Les géants mondiaux de l’aéronautique et de la défense se retrouvent de lundi à jeudi au salon de Farnborough, au Royaume-Uni, dans un contexte marqué par l’envolée des dépenses militaires liée aux conflits en Ukraine et au Moyen-Orient. Tour d’horizon des enjeux de cette édition.
– Plus de 100.000 visiteurs –
Organisé tous les deux ans, Farnborough est l’un des principaux rendez-vous du secteur, où sont présentés nouveaux avions et équipements militaires.
Plus de 100.000 visiteurs et 1.600 exposants sont attendus pendant quatre jours sur cet aéroport au sud-ouest de Londres, habituellement réservé aux jets privés.
« Ce +Farnborough+ est le plus grand depuis des années », estime son directeur général, Gareth Rogers, soulignant l’ouverture d’un sixième hall d’exposition pour accueillir davantage de visiteurs.
– La défense au premier plan –
Théâtre de certains des plus grands contrats de l’histoire de l’aéronautique, le salon se tient cette année dans un contexte géopolitique profondément bouleversé, marqué par la montée des inquiétudes sécuritaires en Europe et l’imprévisibilité de l’allié américain.

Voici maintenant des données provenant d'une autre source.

//! Configuration management for PriceWatch
//!
//! Loads defaults, optional `config/default` + `config/local` files, then
//! `PRICEWATCH__*` environment overrides. The deployment variables
//! `TABLE_NAME`, `TOPIC_ARN`, `PRICE_DROP_THRESHOLD_PERCENT`,
//! `LOOKBACK_WINDOW` and `DEFAULT_SOURCE_LABEL` win over everything else.

mod types;

pub use types::parse_window;

use anyhow::{Context, Result};
use config::{Config, Environment, File};
use rust_decimal::Decimal;
use serde::Deserialize;
use std::time::Duration;

use crate::consumer::ConsumerSettings;
use crate::detector::{format_window, DropDetector};

/// Plain environment variables mapped onto config keys
const PLAIN_ENV_OVERRIDES: [(&str, &str); 5] = [
    ("TABLE_NAME", "store.table_name"),
    ("TOPIC_ARN", "alerts.topic"),
    ("PRICE_DROP_THRESHOLD_PERCENT", "detector.threshold_percent"),
    ("LOOKBACK_WINDOW", "detector.lookback_window"),
    ("DEFAULT_SOURCE_LABEL", "consumer.default_source"),
];

/// Main application configuration
#[derive(Debug, Clone, Deserialize)]
pub struct AppConfig {
    pub store: StoreConfig,
    pub alerts: AlertsConfig,
    pub detector: DetectorConfig,
    pub consumer: ConsumerConfig,
    pub fetcher: FetcherConfig,
    pub reader: ReaderConfig,
    pub logging: LoggingConfig,
}

#[derive(Debug, Clone, Deserialize)]
pub struct StoreConfig {
    /// History table identifier (journal file stem)
    pub table_name: String,
    /// Data directory
    pub data_dir: String,
}

#[derive(Debug, Clone, Deserialize)]
pub struct AlertsConfig {
    /// Sink identifier; http(s) URLs select the webhook sink
    pub topic: String,
    /// Webhook request timeout in milliseconds
    pub webhook_timeout_ms: u64,
}

#[derive(Debug, Clone, Deserialize)]
pub struct DetectorConfig {
    /// Minimum drop, in percent, that raises an alert
    pub threshold_percent: Decimal,
    /// Lookback window (`10h`, `90m`, `1d`; bare numbers are hours)
    pub lookback_window: String,
}

#[derive(Debug, Clone, Deserialize)]
pub struct ConsumerConfig {
    /// Provenance label for records that carry none
    pub default_source: String,
    /// Items processed concurrently within a batch
    pub max_concurrency: usize,
    /// Deadline for a whole batch in milliseconds
    pub batch_timeout_ms: u64,
    /// Maximum records per batch
    pub batch_size: usize,
    /// How long to wait for a batch to fill, in milliseconds
    pub batch_linger_ms: u64,
}

#[derive(Debug, Clone, Deserialize)]
pub struct FetcherConfig {
    pub enabled: bool,
    /// Asset id written on fetched observations
    pub asset_id: String,
    /// Coinbase product (e.g. BTC-USD)
    pub product: String,
    pub base_url: String,
    /// Poll interval in seconds
    pub interval_secs: u64,
    /// HTTP timeout in milliseconds
    pub timeout_ms: u64,
}

#[derive(Debug, Clone, Deserialize)]
pub struct ReaderConfig {
    pub enabled: bool,
    pub port: u16,
    /// Range returned when a query names none
    pub default_hours: i64,
    pub max_hours: i64,
}

#[derive(Debug, Clone, Deserialize)]
pub struct LoggingConfig {
    /// Emit JSON log lines instead of the human format
    pub json: bool,
}

impl AppConfig {
    /// Load configuration from files and the process environment
    pub fn load() -> Result<Self> {
        // Load .env file first
        dotenvy::dotenv().ok();
        Self::from_env(std::env::vars())
    }

    /// Load configuration from files and the given environment variables
    pub fn from_env(vars: impl IntoIterator<Item = (String, String)>) -> Result<Self> {
        let vars: config::Map<String, String> = vars.into_iter().collect();

        let mut builder = Config::builder()
            // Store defaults
            .set_default("store.table_name", "crypto-prices")?
            .set_default("store.data_dir", "./data")?
            // Alert defaults
            .set_default("alerts.topic", "log")?
            .set_default("alerts.webhook_timeout_ms", 5000)?
            // Detector defaults
            .set_default("detector.threshold_percent", "5.0")?
            .set_default("detector.lookback_window", "10h")?
            // Consumer defaults
            .set_default("consumer.default_source", "Coinbase")?
            .set_default("consumer.max_concurrency", 8)?
            .set_default("consumer.batch_timeout_ms", 25_000)?
            .set_default("consumer.batch_size", 100)?
            .set_default("consumer.batch_linger_ms", 1000)?
            // Fetcher defaults
            .set_default("fetcher.enabled", true)?
            .set_default("fetcher.asset_id", "bitcoin")?
            .set_default("fetcher.product", "BTC-USD")?
            .set_default("fetcher.base_url", crate::fetcher::COINBASE_API_URL)?
            .set_default("fetcher.interval_secs", 60)?
            .set_default("fetcher.timeout_ms", 10_000)?
            // Reader defaults
            .set_default("reader.enabled", true)?
            .set_default("reader.port", 8080)?
            .set_default("reader.default_hours", 24)?
            .set_default("reader.max_hours", 24 * 30)?
            // Logging defaults
            .set_default("logging.json", false)?
            // Load config file if exists
            .add_source(File::with_name("config/default").required(false))
            .add_source(File::with_name("config/local").required(false))
            // Override with environment variables (PRICEWATCH__*)
            .add_source(
                Environment::with_prefix("PRICEWATCH")
                    .separator("__")
                    .source(Some(vars.clone())),
            );

        for (var, key) in PLAIN_ENV_OVERRIDES {
            let value = vars
                .get(var)
                .map(|v| v.trim().to_string())
                .filter(|v| !v.is_empty());
            builder = builder.set_override_option(key, value)?;
        }

        let config = builder.build().context("Failed to build configuration")?;

        let app_config: AppConfig = config
            .try_deserialize()
            .context("Failed to deserialize configuration")?;

        app_config.validate()?;
        Ok(app_config)
    }

    fn validate(&self) -> Result<()> {
        self.drop_detector()?;
        if self.store.table_name.trim().is_empty() {
            anyhow::bail!("TABLE_NAME must not be empty");
        }
        if self.reader.default_hours < 1 || self.reader.default_hours > self.reader.max_hours {
            anyhow::bail!(
                "reader.default_hours must be between 1 and reader.max_hours ({})",
                self.reader.max_hours
            );
        }
        Ok(())
    }

    /// Detector built from the threshold and lookback window
    pub fn drop_detector(&self) -> Result<DropDetector> {
        let window = parse_window(&self.detector.lookback_window)
            .context("Invalid LOOKBACK_WINDOW")?;
        DropDetector::new(self.detector.threshold_percent, window)
    }

    pub fn consumer_settings(&self) -> ConsumerSettings {
        ConsumerSettings {
            max_concurrency: self.consumer.max_concurrency,
            batch_timeout: Duration::from_millis(self.consumer.batch_timeout_ms),
        }
    }

    /// Generate a digest of the config (without secrets) for logging
    pub fn digest(&self) -> String {
        let window = parse_window(&self.detector.lookback_window)
            .map(format_window)
            .unwrap_or_else(|_| self.detector.lookback_window.clone());
        format!(
            "table={} threshold={}% window={} concurrency={} fetcher={} reader={}",
            self.store.table_name,
            self.detector.threshold_percent,
            window,
            self.consumer.max_concurrency,
            self.fetcher.enabled,
            self.reader.enabled
        )
    }
}

impl std::fmt::Display for AppConfig {
    fn fmt(&self, f: &mut std::fmt::Formatter<'_>) -> std::fmt::Result {
        write!(f, "{}", self.digest())
    }
}
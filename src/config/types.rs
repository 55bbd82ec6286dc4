//! Value parsers for configuration strings

use anyhow::{bail, Context, Result};
use chrono::{DateTime, Duration};

/// Parse a lookback window: `<n>s`, `<n>m`, `<n>h`, `<n>d`, or a bare
/// number of hours
pub fn parse_window(raw: &str) -> Result<Duration> {
    let raw = raw.trim().to_ascii_lowercase();
    if raw.is_empty() {
        bail!("Empty window");
    }

    let (digits, unit_secs) = match raw.char_indices().last() {
        Some((idx, 's')) => (&raw[..idx], 1),
        Some((idx, 'm')) => (&raw[..idx], 60),
        Some((idx, 'h')) => (&raw[..idx], 3600),
        Some((idx, 'd')) => (&raw[..idx], 86_400),
        _ => (raw.as_str(), 3600),
    };

    let amount: i64 = digits
        .trim()
        .parse()
        .with_context(|| format!("Invalid window {:?}", raw))?;
    if amount <= 0 {
        bail!("Window must be positive, got {:?}", raw);
    }

    let window = amount
        .checked_mul(unit_secs)
        .and_then(Duration::try_seconds)
        .with_context(|| format!("Window {:?} is out of range", raw))?;

    // Must be subtractable from present-day timestamps
    let reaches_back = DateTime::from_timestamp(0, 0)
        .and_then(|epoch| epoch.checked_sub_signed(window))
        .is_some();
    if !reaches_back {
        bail!("Window {:?} is out of range", raw);
    }
    Ok(window)
}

Dans ce cadre, les dépenses de défense européennes connaissent « une hausse régulière », explique à l’AFP Justin Bronk, chercheur au think tank britannique Rusi. Il relève « une nette intensification des efforts visant à développer, à partir du début des années 2030, des capacités qui réduisent la dépendance » à l’égard des États-Unis.
La défense représente habituellement 40% de l’événement, mais la répartition avec le secteur civil devrait cette fois être presque équilibrée, selon Gareth Rogers.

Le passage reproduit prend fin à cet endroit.